With the forester Christian Schmidt I hike in the Bielatal on a part of the new trekking route Forststeig Elbsandstein. This is where the 100-kilometre-long cross-border trail through Saxon and Bohemian Switzerland shows its wild side.

I’m breathing heavy. In front of me someone wipes the sweat off his forehead with his hand. A woman stands behind me, straightens up, takes a deep breath. Slowly we walk half a kilometre up a narrow, steep forest aisle. The spring sun burns unusually hot. “We have reached the height”, calls forester Christian Schmidt to the eight participants from above, “now the fun factor comes to bear”. Wonderful, I guess. The adventure can begin.

I joined a guided short hike on the newly opened Elbsandstein forest footpath in the Bielatal not far from Ottomühle. In the morning Uwe Borrmeister of the Staatsbetrieb Sachsenforst and his partners cut a ribbon near the Pfaffenstein and officially released the first cross-border trekking route in the Elbsandsteingebirge.

Forest footpath opening (c) ThielPR, Angela Zimmerling
Sign to the Forststeig am Pfaffenstein, all photos: ThielPR, Angela Zimmerling


Forest footpath opening (c) ThielPR, Angela Zimmerling
Forest walkway opening on Pfaffenstein

It leads in seven daily stages from Schöna on the German-Czech border over 100 kilometres left of the Elbe through the Saxon and Bohemian Switzerland to Bad Schandau. 13 table mountains and more than a dozen vantage points – including Großer Zschirnstein, Hoher Schneeberg, Gohrisch and Papststein – are on the way.

Yellow brush marks the forest path Elbsandstein

Christian Schmidt leads us to the left into the forest. Aspe, his dachshund, which he holds on a leash, waves his tail. I have to search for a while until I recognize the yellow, vertical brushstroke on the tree that marks the forest path. If I was alone here, I’d have missed the turnoff.

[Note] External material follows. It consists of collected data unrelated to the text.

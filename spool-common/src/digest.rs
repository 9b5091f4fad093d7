//! Fixed-width digest word.

use std::fmt;
use std::str::FromStr;

use serde::{Deserialize, Deserializer, Serialize, Serializer};

use crate::error::{CommonError, Result};

/// Width in bytes of every leaf, node hash and nullifier.
pub const DIGEST_BYTES: usize = 32;

/// A 32-byte word. Leaves, interior node hashes, commitment hashes and
/// nullifiers all share this representation.
///
/// Serialized as a `0x`-prefixed lowercase hex string.
#[derive(Clone, Copy, Default, PartialEq, Eq, PartialOrd, Ord, Hash)]
pub struct Digest(pub [u8; DIGEST_BYTES]);

impl Digest {
    /// The empty-leaf sentinel.
    pub const ZERO: Digest = Digest([0u8; DIGEST_BYTES]);

    pub const fn new(bytes: [u8; DIGEST_BYTES]) -> Self {
        Self(bytes)
    }

    pub fn from_slice(bytes: &[u8]) -> Result<Self> {
        let array: [u8; DIGEST_BYTES] =
            bytes
                .try_into()
                .map_err(|_| CommonError::InvalidLength {
                    expected: DIGEST_BYTES,
                    actual: bytes.len(),
                })?;
        Ok(Self(array))
    }

    /// Parse from hex, with or without a `0x` prefix.
    pub fn from_hex(input: &str) -> Result<Self> {
        let trimmed = input.strip_prefix("0x").unwrap_or(input);
        let bytes = hex::decode(trimmed).map_err(|e| CommonError::InvalidHex(e.to_string()))?;
        Self::from_slice(&bytes)
    }

    /// Big-endian embedding of a small integer, handy for fixtures and
    /// deterministic identifiers.
    pub fn from_u64(value: u64) -> Self {
        let mut bytes = [0u8; DIGEST_BYTES];
        bytes[DIGEST_BYTES - 8..].copy_from_slice(&value.to_be_bytes());
        Self(bytes)
    }

    pub fn as_bytes(&self) -> &[u8; DIGEST_BYTES] {
        &self.0
    }

    pub fn is_zero(&self) -> bool {
        self.0 == [0u8; DIGEST_BYTES]
    }

    pub fn to_hex(&self) -> String {
        format!("0x{}", hex::encode(self.0))
    }
}

impl AsRef<[u8]> for Digest {
    fn as_ref(&self) -> &[u8] {
        &self.0
    }
}

impl From<[u8; DIGEST_BYTES]> for Digest {
    fn from(bytes: [u8; DIGEST_BYTES]) -> Self {
        Self(bytes)
    }
}

impl FromStr for Digest {
    type Err = CommonError;

    fn from_str(s: &str) -> Result<Self> {
        Self::from_hex(s)
    }
}

impl fmt::Display for Digest {
    fn fmt(&self, f: &mut fmt::Formatter<'_>) -> fmt::Result {
        f.write_str(&self.to_hex())
    }
}

impl fmt::Debug for Digest {
    fn fmt(&self, f: &mut fmt::Formatter<'_>) -> fmt::Result {
        // Short form keeps tree dumps readable.
        write!(f, "Digest({}..)", &hex::encode(self.0)[..8])
    }
}

impl Serialize for Digest {
    fn serialize<S>(&self, serializer: S) -> std::result::Result<S::Ok, S::Error>
    where
        S: Serializer,
    {
        serializer.serialize_str(&self.to_hex())
    }
}

impl<'de> Deserialize<'de> for Digest {
    fn deserialize<D>(deserializer: D) -> std::result::Result<Self, D::Error>
    where
        D: Deserializer<'de>,
    {
        let s = String::deserialize(deserializer)?;
        Digest::from_hex(&s).map_err(serde::de::Error::custom)
    }
}

#[cfg(test)]
mod tests {
    use super::*;

    #[test]
    fn hex_accepts_optional_prefix() {
        let d = Digest::from_u64(0xabcd);
        let with = d.to_hex();
        let without = with.trim_start_matches("0x").to_string();
        assert_eq!(Digest::from_hex(&with).unwrap(), d);
        assert_eq!(Digest::from_hex(&without).unwrap(), d);
    }

    #[test]
    fn wrong_length_is_rejected() {
        let err = Digest::from_hex("0x0102").unwrap_err();
        assert!(matches!(
            err,
            CommonError::InvalidLength {
                expected: 32,
                actual: 2
            }
        ));
    }

    #[test]
    fn serde_uses_hex_string() {
        let d = Digest::from_u64(7);
        let json = serde_json::to_string(&d).unwrap();
        assert_eq!(
            json,
            "\"0x0000000000000000000000000000000000000000000000000000000000000007\""
        );
        let back: Digest = serde_json::from_str(&json).unwrap();
        assert_eq!(back, d);
    }

    #[test]
    fn zero_sentinel() {
        assert!(Digest::ZERO.is_zero());
        assert!(!Digest::from_u64(1).is_zero());
        assert_eq!(Digest::default(), Digest::ZERO);
    }
}
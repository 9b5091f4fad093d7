//! Error types for spool-common.

use thiserror::Error;

/// Errors raised while decoding shared types.
#[derive(Debug, Error)]
pub enum CommonError {
    #[error("invalid hex encoding: {0}")]
    InvalidHex(String),

    #[error("digest must be {expected} bytes, got {actual}")]
    InvalidLength { expected: usize, actual: usize },

    #[error("unknown hash algorithm: {0}")]
    UnknownAlgorithm(String),
}

pub type Result<T> = std::result::Result<T, CommonError>;
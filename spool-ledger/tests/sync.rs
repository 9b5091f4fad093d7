//! Event application: tree and ledger move together.

use std::sync::Arc;

use spool_common::{Digest, HashAlgorithm};
use spool_ledger::{
    ApplyOutcome, ChainEvent, ChainSync, LeavesAppended, Ledger, LedgerError, NewCommitment,
    Preimage, SledStore,
};
use spool_timber::{verify_merkle_path, Timber};

const HEIGHT: u8 = 10;

fn commitment(n: u64, deposited: bool) -> NewCommitment {
    let new = NewCommitment {
        hash: Digest::from_u64(n),
        preimage: Preimage {
            owner: Digest::from_u64(1),
            asset: Digest::from_u64(2),
            sub_id: Digest::ZERO,
            amount: 5,
            salt: Digest::from_u64(n),
        },
        nullifier: Digest::from_u64(n + 10_000),
        is_deposited: false,
        created_by: None,
    };
    if deposited {
        new.deposited()
    } else {
        new
    }
}

fn append(index: u64, tx: u64, values: &[u64]) -> ChainEvent {
    ChainEvent::LeavesAppended(LeavesAppended {
        values: values.iter().map(|&v| Digest::from_u64(v)).collect(),
        batch_index: index,
        originating_tx: Digest::from_u64(tx),
        nullifiers: Vec::new(),
    })
}

fn new_sync() -> ChainSync {
    ChainSync::new(
        Arc::new(Ledger::in_memory()),
        Timber::new(HashAlgorithm::Sha256, HEIGHT).unwrap(),
    )
}

#[test]
fn confirmed_records_carry_verifiable_membership() {
    let sync = new_sync();
    let ledger = Arc::clone(sync.ledger());
    ledger.upsert(commitment(7, false)).unwrap();

    let outcome = sync.apply(&append(0, 100, &[5, 6, 7, 8])).unwrap();
    assert!(matches!(
        outcome,
        ApplyOutcome::Appended {
            first_leaf: 0,
            leaf_count: 4,
            confirmed: 1,
            ..
        }
    ));

    let record = ledger.require(&Digest::from_u64(7)).unwrap();
    assert_eq!(record.on_chain, Some(0));
    let witness = record.membership.expect("membership cached on confirmation");
    assert_eq!(witness.leaf_index, 2);
    assert!(verify_merkle_path(
        &HashAlgorithm::Sha256,
        &record.hash,
        &witness.root,
        &witness.path
    ));

    // Later batches move the root; a fresh path still verifies.
    sync.apply(&append(1, 101, &[9, 10])).unwrap();
    let (path, root) = sync.merkle_path(&record.hash, None).unwrap();
    assert_ne!(root, witness.root);
    assert!(verify_merkle_path(&HashAlgorithm::Sha256, &record.hash, &root, &path));
}

#[test]
fn replayed_batch_is_skipped() {
    let sync = new_sync();
    sync.apply(&append(0, 100, &[1, 2])).unwrap();
    let state = sync.tree_state().unwrap();
    assert_eq!(
        sync.apply(&append(0, 100, &[1, 2])).unwrap(),
        ApplyOutcome::Duplicate {
            originating_tx: Digest::from_u64(100)
        }
    );
    assert_eq!(sync.tree_state().unwrap(), state);
}

#[test]
fn stale_batch_index_is_rejected() {
    let sync = new_sync();
    sync.apply(&append(3, 100, &[1])).unwrap();
    let err = sync.apply(&append(3, 101, &[2])).unwrap_err();
    assert!(matches!(err, LedgerError::OutOfOrderBatch { last: 3, got: 3 }));
    assert_eq!(sync.tree_state().unwrap().leaf_count, 1);
}

#[test]
fn overflowing_batch_leaves_everything_untouched() {
    let sync = ChainSync::new(
        Arc::new(Ledger::in_memory()),
        Timber::new(HashAlgorithm::Sha256, 2).unwrap(),
    );
    sync.apply(&append(0, 100, &[1, 2, 3])).unwrap();
    let err = sync.apply(&append(1, 101, &[4, 5])).unwrap_err();
    assert!(matches!(err, LedgerError::Tree(_)));
    assert_eq!(sync.tree_state().unwrap().leaf_count, 3);
    assert_eq!(sync.batches().unwrap().len(), 1);
}

#[test]
fn rollback_event_rewinds_tree_and_ledger() {
    let ledger = Arc::new(Ledger::new(SledStore::temporary().unwrap()));
    let sync = ChainSync::new(
        Arc::clone(&ledger),
        Timber::new(HashAlgorithm::Sha256, HEIGHT).unwrap(),
    );
    ledger.upsert(commitment(1, true)).unwrap();
    ledger.upsert(commitment(2, false)).unwrap();
    ledger.upsert(commitment(3, false)).unwrap();

    sync.apply(&append(0, 100, &[1])).unwrap();
    let after_first = sync.tree_state().unwrap();
    sync.apply(&append(1, 101, &[2])).unwrap();
    sync.apply(&append(2, 102, &[3])).unwrap();

    let outcome = sync
        .apply(&ChainEvent::BatchesRolledBack { from_batch: 1 })
        .unwrap();
    match outcome {
        ApplyOutcome::RolledBack {
            leaf_count,
            batches,
            report,
            ..
        } => {
            assert_eq!(leaf_count, 1);
            assert_eq!(batches, 2);
            assert_eq!(report.deleted, 1);
            assert_eq!(report.unconfirmed, 1);
        }
        other => panic!("unexpected outcome {other:?}"),
    }
    assert_eq!(sync.tree_state().unwrap(), after_first);
    assert_eq!(ledger.require(&Digest::from_u64(1)).unwrap().on_chain, Some(0));
    assert_eq!(ledger.require(&Digest::from_u64(2)).unwrap().on_chain, None);
    assert!(ledger.get(&Digest::from_u64(3)).unwrap().is_none());
}

#[test]
fn events_decode_from_json_lines() {
    let hex = |n: u64| Digest::from_u64(n).to_hex();
    let line = format!(
        r#"{{"type":"leaves_appended","values":["{}","{}"],"batch_index":4,"originating_tx":"{}"}}"#,
        hex(1),
        hex(2),
        hex(3)
    );
    let event: ChainEvent = serde_json::from_str(&line).unwrap();
    assert_eq!(event, append(4, 3, &[1, 2]));

    let withdrawn: ChainEvent =
        serde_json::from_str(&format!(r#"{{"type":"batch_withdrawn","originating_tx":"{}"}}"#, hex(3)))
            .unwrap();
    assert_eq!(
        withdrawn,
        ChainEvent::BatchWithdrawn {
            originating_tx: Digest::from_u64(3)
        }
    );
}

Forest path Elbsandstein (c) ThielPR, Angela Zimmerling
Yellow brush marks the forest path


Forest path Elbsandstein Forester Christian Schmidt (c) ThielPR, Angela Zimmerling
Forester Christian Schmidt


Forest footpath Elbsandstein Försterhündin Aspe (c) ThielPR, Angela Zimmerling
Bitch Aspe

For what comes now is not a path, but forest soil: original, natural, wild. It cracks under my shoes. I’m and into ankle-high blueberry bushes, climb over lying tree trunks and the earth rummaged through by wild boars. Suddenly I have a branch in my face. Two more eyes wouldn’t be bad now. A pair for the floor so as not to trip and a pair so as not to miss the next mark.

Trekking is hiking through impassable terrain

“We’re not going to clean up the forest path,” says Christian Schmidt. This is not an extended hiking trail, but a trekking path. Trekking stands for hiking through impassable terrain. The Forststeig is therefore only recommended to experienced hikers who are sure-footed. But a fellow hiker, who wants to write a book about the new trekking route, reassures me: “I have already walked some stretches of the Forststeig. This one’s the hardest.” The other ways are good to recognize and easier to find. Besides, after the 500th hiker, the ground is firm.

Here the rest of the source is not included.